━━━ Information given ━━━

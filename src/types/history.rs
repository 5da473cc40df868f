//! Session-long tallies of form issues

use serde::{Deserialize, Serialize};

use crate::types::{FormIssue, Limb, PerLimb};

/// Monotonic issue counters for one limb
#[derive(Debug, Clone, Copy, Default, PartialEq, Eq, Serialize, Deserialize)]
pub struct IssueCounters {
    pub over_extending: u64,
    pub over_curling: u64,
    pub curl_higher: u64,
    pub extend_fully: u64,
}

impl IssueCounters {
    pub fn get(&self, issue: FormIssue) -> u64 {
        match issue {
            FormIssue::OverExtending => self.over_extending,
            FormIssue::OverCurling => self.over_curling,
            FormIssue::CurlHigher => self.curl_higher,
            FormIssue::ExtendFully => self.extend_fully,
        }
    }

    pub fn increment(&mut self, issue: FormIssue) {
        let slot = match issue {
            FormIssue::OverExtending => &mut self.over_extending,
            FormIssue::OverCurling => &mut self.over_curling,
            FormIssue::CurlHigher => &mut self.curl_higher,
            FormIssue::ExtendFully => &mut self.extend_fully,
        };
        *slot = slot.saturating_add(1);
    }

    /// All feedback events for this limb
    pub fn total(&self) -> u64 {
        FormIssue::ALL.iter().map(|issue| self.get(*issue)).sum()
    }
}

/// Aggregated history across the session, one set of counters per limb
#[derive(Debug, Clone, Default, PartialEq, Serialize, Deserialize)]
pub struct SessionHistory {
    pub counters: PerLimb<IssueCounters>,
}

impl SessionHistory {
    pub fn new() -> Self {
        Self::default()
    }

    /// Count one occurrence of `issue` on `limb`
    pub fn record(&mut self, limb: Limb, issue: FormIssue) {
        self.counters[limb].increment(issue);
    }

    pub fn count(&self, limb: Limb, issue: FormIssue) -> u64 {
        self.counters[limb].get(issue)
    }

    /// Total feedback events on `limb`
    pub fn feedback_count(&self, limb: Limb) -> u64 {
        self.counters[limb].total()
    }
}

// =============================================================================
// TESTS
// =============================================================================

#[cfg(test)]
mod tests {
    use super::*;

    #[test]
    fn test_record_only_touches_one_slot() {
        let mut history = SessionHistory::new();
        history.record(Limb::Left, FormIssue::CurlHigher);
        history.record(Limb::Left, FormIssue::CurlHigher);
        history.record(Limb::Right, FormIssue::OverCurling);

        assert_eq!(history.count(Limb::Left, FormIssue::CurlHigher), 2);
        assert_eq!(history.count(Limb::Left, FormIssue::OverCurling), 0);
        assert_eq!(history.count(Limb::Right, FormIssue::OverCurling), 1);
        assert_eq!(history.feedback_count(Limb::Left), 2);
        assert_eq!(history.feedback_count(Limb::Right), 1);
    }

    #[test]
    fn test_counters_saturate() {
        let mut counters = IssueCounters {
            extend_fully: u64::MAX,
            ..Default::default()
        };
        counters.increment(FormIssue::ExtendFully);
        assert_eq!(counters.extend_fully, u64::MAX);
    }
}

━━━

### Required action
Copy all the lines above that hold the string "impl".

### Answer to the problem
impl IssueCounters {
impl SessionHistory {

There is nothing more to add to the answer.